Material provided
== Segment start ==

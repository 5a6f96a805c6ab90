//! Assembly of the mission artifact consumed by the web viewer.
//!
//! The root object and entities are typed; per-tick positions, events and
//! markers are heterogeneous arrays and are emitted as JSON values.

use serde::{Deserialize, Serialize};
use serde_json::{json, Value};

use ocap_core::model::{
    GeneralEvent, HitEvent, KillEvent, MarkerGeometry, Mission, ProjectileEvent, SoldierState,
    TimeState, VehicleState, World,
};
use ocap_core::types::{ObjectId, Position3D};
use ocap_core::wire::format_weapon_text;

use super::{MarkerRecord, MissionData, SoldierRecord, VehicleRecord};

const SIM_BULLET: &str = "shotBullet";
const SIM_GRENADE: &str = "shotGrenade";
const WEAPON_THROW: &str = "throw";

#[derive(Debug, Clone, PartialEq, Serialize, Deserialize)]
#[serde(rename_all = "camelCase")]
pub struct Export {
    pub addon_version: String,
    pub extension_version: String,
    pub extension_build: String,
    pub mission_name: String,
    pub mission_author: String,
    pub world_name: String,
    pub end_frame: u32,
    pub capture_delay: f32,
    /// The mission tag, e.g. `COOP` or `TvT`.
    pub tags: String,
    pub times: Vec<TimeExport>,
    pub entities: Vec<EntitySlot>,
    pub events: Vec<Value>,
    #[serde(rename = "Markers")]
    pub markers: Vec<Value>,
}

/// Mission clock sample used by the viewer to map frames to in-game time.
#[derive(Debug, Clone, PartialEq, Serialize, Deserialize)]
#[serde(rename_all = "camelCase")]
pub struct TimeExport {
    pub date: String,
    pub frame_num: u32,
    #[serde(rename = "systemTimeUTC")]
    pub system_time_utc: String,
    pub time: f32,
    pub time_multiplier: f32,
}

impl From<&TimeState> for TimeExport {
    fn from(state: &TimeState) -> Self {
        Self {
            date: state.mission_date.clone(),
            frame_num: state.capture_frame,
            system_time_utc: state.system_time_utc.clone(),
            time: state.mission_time,
            time_multiplier: state.time_multiplier,
        }
    }
}

/// A slot of the sparse `entities` array. Unused ids hold `{}`.
#[derive(Debug, Clone, PartialEq, Serialize, Deserialize)]
#[serde(untagged)]
pub enum EntitySlot {
    Entity(EntityExport),
    Placeholder {},
}

impl EntitySlot {
    pub fn entity(&self) -> Option<&EntityExport> {
        match self {
            Self::Entity(e) => Some(e),
            Self::Placeholder {} => None,
        }
    }
}

#[derive(Debug, Clone, PartialEq, Serialize, Deserialize)]
#[serde(rename_all = "camelCase")]
pub struct EntityExport {
    pub id: ObjectId,
    pub name: String,
    #[serde(default, skip_serializing_if = "String::is_empty")]
    pub group: String,
    pub side: String,
    pub is_player: u8,
    #[serde(rename = "type")]
    pub entity_type: String,
    #[serde(default, skip_serializing_if = "String::is_empty")]
    pub role: String,
    #[serde(default, skip_serializing_if = "String::is_empty")]
    pub class: String,
    pub start_frame_num: u32,
    pub positions: Vec<Value>,
    pub frames_fired: Vec<Value>,
}

/// Build the artifact for `mission` from everything recorded so far.
pub fn build_export(mission: &Mission, world: &World, data: &MissionData) -> Export {
    let mut entities = entity_slots(data);

    let mut events = Vec::with_capacity(
        data.general_events.len() + data.hit_events.len() + data.kill_events.len(),
    );
    events.extend(data.general_events.iter().map(general_event));
    events.extend(data.hit_events.iter().map(hit_event));
    events.extend(data.kill_events.iter().map(kill_event));

    let mut markers: Vec<Value> = data.markers.values().map(marker).collect();

    for projectile in &data.projectile_events {
        if is_projectile_marker(projectile) {
            markers.push(projectile_marker(projectile, data));
        } else if let Some(line) = projectile_fire_line(projectile) {
            if let Some(EntitySlot::Entity(firer)) =
                entities.get_mut(usize::from(projectile.firer_id))
            {
                firer.frames_fired.push(line);
            }
        }
        events.extend(projectile_hits(projectile));
    }

    Export {
        addon_version: mission.addon_version.clone(),
        extension_version: mission.extension_version.clone(),
        extension_build: mission.extension_build.clone(),
        mission_name: mission.mission_name.clone(),
        mission_author: mission.author.clone(),
        world_name: world.world_name.clone(),
        end_frame: data.end_frame(),
        capture_delay: mission.capture_delay,
        tags: mission.tag.clone(),
        times: data.time_states.iter().map(TimeExport::from).collect(),
        entities,
        events,
        markers,
    }
}

// ---------------------------------------------------------------------------
// Entities
// ---------------------------------------------------------------------------

fn entity_slots(data: &MissionData) -> Vec<EntitySlot> {
    let max_id = data
        .soldiers
        .keys()
        .chain(data.vehicles.keys())
        .copied()
        .max();

    let Some(max_id) = max_id else {
        return Vec::new();
    };

    let mut slots = vec![EntitySlot::Placeholder {}; usize::from(max_id) + 1];
    for record in data.soldiers.values() {
        slots[usize::from(record.soldier.object_id)] = EntitySlot::Entity(soldier_entity(record));
    }
    for record in data.vehicles.values() {
        slots[usize::from(record.vehicle.object_id)] = EntitySlot::Entity(vehicle_entity(record));
    }
    slots
}

fn soldier_entity(record: &SoldierRecord) -> EntityExport {
    let soldier = &record.soldier;
    EntityExport {
        id: soldier.object_id,
        name: soldier.unit_name.clone(),
        group: soldier.group_id.clone(),
        side: soldier.side.clone(),
        is_player: u8::from(soldier.is_player),
        entity_type: "unit".to_string(),
        role: soldier.role_description.clone(),
        class: String::new(),
        start_frame_num: soldier.join_frame,
        positions: record.states.iter().map(soldier_position).collect(),
        frames_fired: record
            .fired_events
            .iter()
            .map(|f| {
                json!([
                    f.capture_frame,
                    xy(&f.end_position),
                    xy(&f.start_position),
                    f.weapon,
                    f.magazine,
                    f.firing_mode,
                ])
            })
            .collect(),
    }
}

fn vehicle_entity(record: &VehicleRecord) -> EntityExport {
    let vehicle = &record.vehicle;
    EntityExport {
        id: vehicle.object_id,
        name: vehicle.display_name.clone(),
        group: String::new(),
        side: "UNKNOWN".to_string(),
        is_player: 0,
        entity_type: vehicle.ocap_type.clone(),
        role: String::new(),
        class: vehicle.class_name.clone(),
        start_frame_num: vehicle.join_frame,
        positions: record.states.iter().map(vehicle_position).collect(),
        frames_fired: Vec::new(),
    }
}

fn soldier_position(state: &SoldierState) -> Value {
    json!([
        xy(&state.position),
        state.bearing,
        viewer_lifestate(state.lifestate),
        state.in_vehicle_object_id.unwrap_or(0),
        state.unit_name,
        u8::from(state.is_player),
        state.current_role,
    ])
}

fn vehicle_position(state: &VehicleState) -> Value {
    let crew = match serde_json::from_str::<Value>(&state.crew) {
        Ok(crew @ Value::Array(_)) => crew,
        _ => json!([]),
    };
    json!([
        xy(&state.position),
        state.bearing,
        u8::from(state.is_alive),
        crew,
    ])
}

/// Game lifestate (0 alive, 1 incapacitated, 2 dead) to viewer lifestate.
fn viewer_lifestate(lifestate: u8) -> u8 {
    match lifestate {
        0 => 1,
        1 => 2,
        2 => 0,
        _ => 1,
    }
}

fn xy(p: &Position3D) -> Value {
    json!([p.x, p.y])
}

// ---------------------------------------------------------------------------
// Events
// ---------------------------------------------------------------------------

fn general_event(event: &GeneralEvent) -> Value {
    // Structured messages are inlined so the viewer sees arrays and objects.
    let message = if event.message.starts_with('[') || event.message.starts_with('{') {
        serde_json::from_str::<Value>(&event.message)
            .unwrap_or_else(|_| Value::String(event.message.clone()))
    } else {
        Value::String(event.message.clone())
    };
    json!([event.capture_frame, event.name, message])
}

fn hit_event(event: &HitEvent) -> Value {
    json!([
        event.capture_frame,
        "hit",
        event.victim.object_id(),
        [event.shooter.map_or(0, |s| s.object_id()), event.event_text],
        event.distance,
    ])
}

fn kill_event(event: &KillEvent) -> Value {
    json!([
        event.capture_frame,
        "killed",
        event.victim.object_id(),
        [event.killer.map_or(0, |k| k.object_id()), event.event_text],
        event.distance,
    ])
}

// ---------------------------------------------------------------------------
// Markers
// ---------------------------------------------------------------------------

fn marker(record: &MarkerRecord) -> Value {
    let m = &record.marker;
    let positions: Vec<Value> = match &m.geometry {
        MarkerGeometry::Polyline(points) => {
            let coords: Vec<Value> = points.iter().map(|p| json!([p.x, p.y])).collect();
            vec![json!([m.capture_frame, coords, m.direction, m.alpha])]
        }
        MarkerGeometry::Point(position) => std::iter::once(json!([
            m.capture_frame,
            xy(position),
            m.direction,
            m.alpha
        ]))
        .chain(record.states.iter().map(|s| {
            json!([s.capture_frame, xy(&s.position), s.direction, s.alpha])
        }))
        .collect(),
    };

    let end_frame = m.end_frame.map_or(-1, i64::from);

    json!([
        m.marker_type,
        m.text.strip_prefix('#').unwrap_or(&m.text),
        m.capture_frame,
        end_frame,
        m.owner_id,
        m.color.strip_prefix('#').unwrap_or(&m.color),
        side_index(&m.side),
        positions,
        marker_size(&m.size),
        m.shape,
        m.brush,
    ])
}

/// Viewer side index: -1 is global.
pub(crate) fn side_index(side: &str) -> i8 {
    match side.to_ascii_uppercase().as_str() {
        "EAST" | "OPFOR" => 0,
        "WEST" | "BLUFOR" => 1,
        "GUER" | "INDEPENDENT" => 2,
        "CIV" | "CIVILIAN" => 3,
        _ => -1,
    }
}

/// `"[w,h]"` to `[w, h]`, falling back to `[1, 1]`.
pub(crate) fn marker_size(size: &str) -> [f64; 2] {
    match serde_json::from_str::<Vec<f64>>(size) {
        Ok(v) if v.len() == 2 => [v[0], v[1]],
        _ => [1.0, 1.0],
    }
}

// ---------------------------------------------------------------------------
// Projectiles
// ---------------------------------------------------------------------------

/// Bullets become fire lines; everything else is drawn as a moving marker.
fn is_projectile_marker(p: &ProjectileEvent) -> bool {
    if p.simulation_type.is_empty() {
        p.weapon == WEAPON_THROW
    } else {
        p.simulation_type != SIM_BULLET
    }
}

fn projectile_fire_line(p: &ProjectileEvent) -> Option<Value> {
    let (first, last) = match p.trajectory.as_slice() {
        [first, .., last] => (first, last),
        _ => return None,
    };
    Some(json!([
        p.capture_frame,
        xy(&last.position),
        xy(&first.position),
        p.weapon,
        p.magazine,
        p.fire_mode,
    ]))
}

fn projectile_marker(p: &ProjectileEvent, data: &MissionData) -> Value {
    let icon = icon_file_name(&p.magazine_icon);
    let (marker_type, color) = if icon.is_empty() {
        ("mil_triangle".to_string(), "ColorRed")
    } else {
        (format!("magIcons/{icon}"), "ColorWhite")
    };

    let text = match p.vehicle_id {
        Some(vehicle_id) if vehicle_id != p.firer_id => {
            let vehicle_name = data
                .vehicles
                .get(&vehicle_id)
                .map(|r| r.vehicle.display_name.as_str())
                .unwrap_or_default();
            format!(
                "{vehicle_name} {} - {}",
                p.muzzle_display, p.magazine_display
            )
        }
        _ if p.simulation_type == SIM_GRENADE || p.weapon == WEAPON_THROW => {
            p.magazine_display.clone()
        }
        _ => format!("{} - {}", p.muzzle_display, p.magazine_display),
    };

    let positions: Vec<Value> = p
        .trajectory
        .iter()
        .map(|t| json!([t.frame, xy(&t.position), 0, 1.0]))
        .collect();

    let end_frame = p.trajectory.last().map_or(-1, |t| i64::from(t.frame));

    json!([
        marker_type,
        text,
        p.capture_frame,
        end_frame,
        p.firer_id,
        color,
        -1,
        positions,
        [1.0, 1.0],
        "ICON",
        "Solid",
    ])
}

fn projectile_hits(p: &ProjectileEvent) -> impl Iterator<Item = Value> + '_ {
    let weapon_name = if p.muzzle_display.is_empty() {
        &p.weapon_display
    } else {
        &p.muzzle_display
    };
    let text = format_weapon_text("", weapon_name, &p.magazine_display);
    let start = p
        .trajectory
        .first()
        .map(|t| t.position)
        .unwrap_or_default();

    p.hits.iter().map(move |hit| {
        json!([
            hit.capture_frame,
            "hit",
            hit.target.object_id(),
            [p.firer_id, text],
            start.distance_2d(&hit.position) as f32,
        ])
    })
}

/// Last path component; game paths use backslashes.
fn icon_file_name(path: &str) -> &str {
    path.rsplit(['/', '\\']).next().unwrap_or(path)
}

== Segment end ==

Problem to solve
Lines holding the word "coords" are the answer; copy every one from the records above.

Expected output
            let coords: Vec<Value> = points.iter().map(|p| json!([p.x, p.y])).collect();
            vec![json!([m.capture_frame, coords, m.direction, m.alpha])]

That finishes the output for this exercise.